The CPU datapath is the collection of functional units and interconnects that carry data during instruction execution: the register file, ALU, program counter, instruction register, and data/address buses. Instructions follow a fetch-decode-execute cycle — the program counter addresses instruction memory, the fetched instruction is decoded into control signals, and operands flow through the ALU to produce a result that is written back to a register or memory. The datapath layout determines which operations can be performed and how control signals must be routed.
Trace a simple MIPS single-cycle datapath for ADD, LOAD, STORE, and BEQ instruction types. Draw the data flow for each and identify which MUX selections and control signals are needed. Build a datapath in a hardware simulator like Logisim.
The CPU datapath is best understood as a carefully arranged set of wires and functional units through which data travels on its way to becoming a result.
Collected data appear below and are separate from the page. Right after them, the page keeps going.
use proc_macro2::TokenStream as TokenStream2;
use quote::{quote, quote_spanned, ToTokens};
use syn::{
    parse::{Parse, ParseStream},
    Attribute,
    Expr,
    Fields,
    Ident,
    ItemStruct,
    Result,
    Token,
};

/// The arguments that can be passed to the `error` attribute.
#[derive(Debug, Default)]
pub struct ErrorArgs {
    pub message: Option<Expr>,
    pub labels: Option<Expr>,
    pub help: Option<Expr>,
    pub note: Option<Expr>,
}

impl ErrorArgs {
    /// Parse the next argument in the input stream and applies it to itself.
    fn parse_arg(&mut self, input: ParseStream) -> Result<()> {
        let ident: Ident = input.parse()?;
        input.parse::<Token![=]>()?;

        let ident_str = ident.to_string();
        match ident_str.as_str() {
            "message" => self.message = Some(input.parse()?),
            "labels" => self.labels = Some(input.parse()?),
            "help" => self.help = Some(input.parse()?),
            "note" => self.note = Some(input.parse()?),
            _ => return Err(syn::Error::new_spanned(ident, format!("unknown tag `{}`", ident_str))),
        }

        Ok(())
    }
}

impl Parse for ErrorArgs {
    fn parse(input: ParseStream) -> Result<Self> {
        let mut args = ErrorArgs::default();

        while !input.is_empty() {
            args.parse_arg(input)?;
            if input.is_empty() {
                break;
            }
            input.parse::<Token![,]>()?;
        }

        Ok(args)
    }
}

/// Creates a `let` expression that destructures `self` into its named fields. Returns a compile
/// error if the fields are not named.
fn destructure_fields(ident: &Ident, fields: &Fields) -> TokenStream2 {
    match fields {
        Fields::Named(fields) => {
            let fields = fields.named.iter().map(|field| {
                let field_name = field.ident.as_ref();
                quote! { #field_name }
            });
            quote! { let #ident { #(#fields),* } = self; }
        },
        Fields::Unnamed(_) => quote_spanned! { ident.span() => compile_error!("`ErrorKind` cannot be derived for tuple structs"); },
        Fields::Unit => quote! {},
    }
}

/// The target struct to derive `ErrorKind` for.
#[derive(Debug)]
pub struct ErrorKindTarget {
    pub name: Ident,
    pub fields: Fields,
    pub error_args: ErrorArgs,
}

impl Parse for ErrorKindTarget {
    fn parse(input: ParseStream) -> Result<Self> {
        // parse outer attributes, including documentation and `error` attributes
        let attributes = input.call(Attribute::parse_outer)?;
        let remaining = input.parse::<ItemStruct>()?;

        let name = remaining.ident;
        let fields = remaining.fields;
        let mut error_args = ErrorArgs::default();

        for attr in &attributes {
            if attr.path().is_ident("error") {
                error_args = attr.parse_args::<ErrorArgs>()?;
                break;
            }
        }

        if error_args.message.is_none() {
            return Err(syn::Error::new_spanned(&name, "missing `message` tag in `error` attribute"));
        }

        Ok(ErrorKindTarget {
            name,
            fields,
            error_args,
        })
    }
}

impl ToTokens for ErrorKindTarget {
    fn to_tokens(&self, tokens: &mut TokenStream2) {
        let destructure_expr = destructure_fields(&self.name, &self.fields);
        let message = self.error_args.message.as_ref();
        let labels = match self.error_args.labels.as_ref() {
            Some(labels) => quote! {
                #labels
                    .into_iter()
                    .map(|label| label.to_string())
                    .collect::<Vec<String>>()
            },
            None => quote! { Vec::<String>::new() },
        };
        let help = self.error_args.help.as_ref().map(|e| quote! { builder.set_help(#e); });
        let note = self.error_args.note.as_ref().map(|e| quote! { builder.set_note(#e); });

        tokens.extend(quote! {
            fn message(&self) -> String {
                #[allow(unused_variables)]
                #destructure_expr

                let message = (#message).to_string();
                message
            }

            fn build_report<'a>(
                &self,
                src_id: &'a str,
                spans: &[std::ops::Range<usize>],
            ) -> ariadne::Report<(&'a str, std::ops::Range<usize>)> {
                #[allow(unused_variables)]
                #destructure_expr

                let labels: Vec<String> = #labels;
                let offset = spans.first().map_or(0, |span| span.start);
                let mut builder = ariadne::Report::build(ariadne::ReportKind::Error, src_id, offset)
                    .with_message(formc_error::ErrorKind::message(self))
                    .with_labels(
                        labels
                            .into_iter()
                            .zip(spans)
                            .map(|(label_str, span)| {
                                let mut label = ariadne::Label::new((src_id, span.clone()))
                                    .with_color(formc_error::EXPR);

                                if !label_str.is_empty() {
                                    label = label.with_message(label_str);
                                }

                                label
                            })
                            .collect::<Vec<_>>()
                    );

                #help
                #note
                builder.finish()
            }
        });
    }
}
The key components are the program counter (PC), which holds the address of the current instruction; instruction memory, which supplies the instruction bits; a register file, which stores operand values; the ALU, which performs arithmetic and logic; and data memory, which handles loads and stores. Multiplexers (MUXes) sit at critical junctions, selecting which data source to forward at any given moment.
Every instruction travels through a common sequence called the fetch-decode-execute cycle. In fetch, the PC's value is sent to instruction memory and the returned instruction bits are loaded into the instruction register; simultaneously, the PC increments (PC + 4 in a 32-bit word machine). In decode, the instruction bits are broken apart — the opcode identifies the operation type, and register numbers are extracted and sent to the register file to retrieve operand values. In execute, the ALU processes those operands. For R-type arithmetic instructions, the cycle ends with a write-back of the ALU result to the destination register.
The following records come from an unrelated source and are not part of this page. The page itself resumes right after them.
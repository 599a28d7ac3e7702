//! Tensor-valued symbolic expressions of variational forms.
//!
//! This crate provides the expression representation consumed by the scalar IR in `formc-ir`:
//! an immutable, shareable [`Expr`] tree with tensor shapes and free indices, the analysis of
//! modified terminals, and the scalar reconstruction rule of every operator.
//!
//! ```
//! use formc_expr::{Expr, FreeIndex, Index};
//!
//! // sum_j A[i, j] * b[j]
//! let (i, j) = (FreeIndex(0), FreeIndex(1));
//! let a = Expr::coefficient("A", vec![2, 3]);
//! let b = Expr::coefficient("b", vec![3]);
//! let aij = a.indexed(&[Index::Free(i), Index::Free(j)]).unwrap();
//! let bj = b.indexed(&[Index::Free(j)]).unwrap();
//! let ab = Expr::index_sum(&Expr::product(&aij, &bj).unwrap(), j).unwrap();
//! let matvec = Expr::component_tensor(&ab, &[i]).unwrap();
//!
//! assert_eq!(matvec.shape(), &[2]);
//! assert_eq!(matvec.value_count(), 2);
//! ```

pub mod error;
pub mod expr;
pub mod index;
pub mod modified;
pub mod primitive;
pub mod reconstruct;
pub mod symmetry;
pub mod terminal;

pub use expr::{ConditionKind, Expr, ExprId, Kind, MathFunction, Node, Op, Side};
pub use index::{compute_indices, FreeIndex, Index};
pub use reconstruct::{Component, ComponentRef, ScalarOp};
pub use symmetry::Symmetry;
pub use terminal::{Primary, Terminal};
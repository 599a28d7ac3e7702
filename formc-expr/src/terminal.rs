//! Terminal values: the leaves of a form expression that carry a value.

use crate::symmetry::Symmetry;
use rug::{Float, Integer};
use std::fmt;

/// A literal number.
#[derive(Debug, Clone, PartialEq)]
pub enum Primary {
    /// An integer, such as `2` or `144`.
    Integer(Integer),

    /// A floating-point number, such as `3.14` or `0.5`.
    Float(Float),
}

/// [`Hash`] is implemented manually to allow hashing [`Primary::Float`]s. Literals **must never**
/// be `NaN`, otherwise [`Eq`] is not reflexive. Both zeros hash the same, since they compare
/// equal.
impl std::hash::Hash for Primary {
    fn hash<H: std::hash::Hasher>(&self, state: &mut H) {
        match self {
            Self::Integer(int) => int.hash(state),
            Self::Float(float) if float.is_zero() => 0.0f64.to_bits().hash(state),
            Self::Float(float) => float.to_f64().to_bits().hash(state),
        }
    }
}

impl Eq for Primary {}

impl fmt::Display for Primary {
    fn fmt(&self, f: &mut fmt::Formatter<'_>) -> fmt::Result {
        match self {
            Self::Integer(num) => write!(f, "{}", num),
            Self::Float(num) => write!(f, "{}", num.to_f64()),
        }
    }
}

impl From<Integer> for Primary {
    fn from(value: Integer) -> Self {
        Self::Integer(value)
    }
}

impl From<Float> for Primary {
    fn from(value: Float) -> Self {
        Self::Float(value)
    }
}

/// A terminal value.
#[derive(Debug, Clone, PartialEq, Eq, Hash)]
pub enum Terminal {
    /// A scalar literal.
    Literal(Primary),

    /// A tensor of zeros with the given shape.
    Zero(Vec<usize>),

    /// A coefficient function, such as a material parameter or a known solution.
    Coefficient {
        name: String,
        shape: Vec<usize>,
        symmetry: Symmetry,
    },

    /// A test or trial function of the form, identified by its argument number.
    Argument {
        number: usize,
        shape: Vec<usize>,
    },

    /// A geometric quantity of the cell, such as the spatial coordinate or the Jacobian.
    Geometric {
        name: String,
        shape: Vec<usize>,
    },
}

impl Terminal {
    /// Returns the shape of the terminal value.
    pub fn shape(&self) -> &[usize] {
        match self {
            Self::Literal(_) => &[],
            Self::Zero(shape)
                | Self::Coefficient { shape, .. }
                | Self::Argument { shape, .. }
                | Self::Geometric { shape, .. } => shape,
        }
    }

    /// Returns the component symmetry of the terminal value, if it has one.
    pub fn symmetry(&self) -> Option<&Symmetry> {
        match self {
            Self::Coefficient { symmetry, .. } if !symmetry.is_empty() => Some(symmetry),
            _ => None,
        }
    }
}

impl fmt::Display for Terminal {
    fn fmt(&self, f: &mut fmt::Formatter<'_>) -> fmt::Result {
        match self {
            Self::Literal(primary) => write!(f, "{}", primary),
            Self::Zero(shape) if shape.is_empty() => write!(f, "0"),
            Self::Zero(shape) => write!(f, "zero{:?}", shape),
            Self::Coefficient { name, .. } | Self::Geometric { name, .. } => write!(f, "{}", name),
            Self::Argument { number, .. } => write!(f, "v_{}", number),
        }
    }
}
Different instruction types diverge after the execute stage. A LOAD instruction uses the ALU to compute a memory address, then reads from data memory at that address, then writes the loaded value into a register — three distinct stages after decode. A STORE sends both an address (from the ALU) and a value (from a register) to data memory and writes nothing back. A branch instruction uses the ALU to test a condition and also computes the branch target address; if the condition is true, the PC is updated to the branch target instead of PC+4.
This is where MUXes become essential. The register file's write-data port might receive either an ALU result (for arithmetic) or data from memory (for loads) — a MUX selects between them based on the instruction type. The PC update might go to PC+4 or a branch target — another MUX. All of these selection signals come from the control unit, which decodes the opcode and drives every MUX and write-enable signal in the datapath. The datapath moves data; the control unit decides where it goes.
Understanding the single-cycle datapath is the foundation for understanding pipelining. In the single-cycle design, every instruction occupies the full clock period — even a simple ADD waits while the combinational logic settles through every stage. Pipelining overlaps these stages so that while one instruction is in the ALU, the next is being decoded and a third is being fetched. The same datapath hardware is reused, but now divided into pipeline registers that hold intermediate values between stages. The hazards that arise (data hazards, control hazards) are the direct consequence of trying to share this datapath across overlapping instructions.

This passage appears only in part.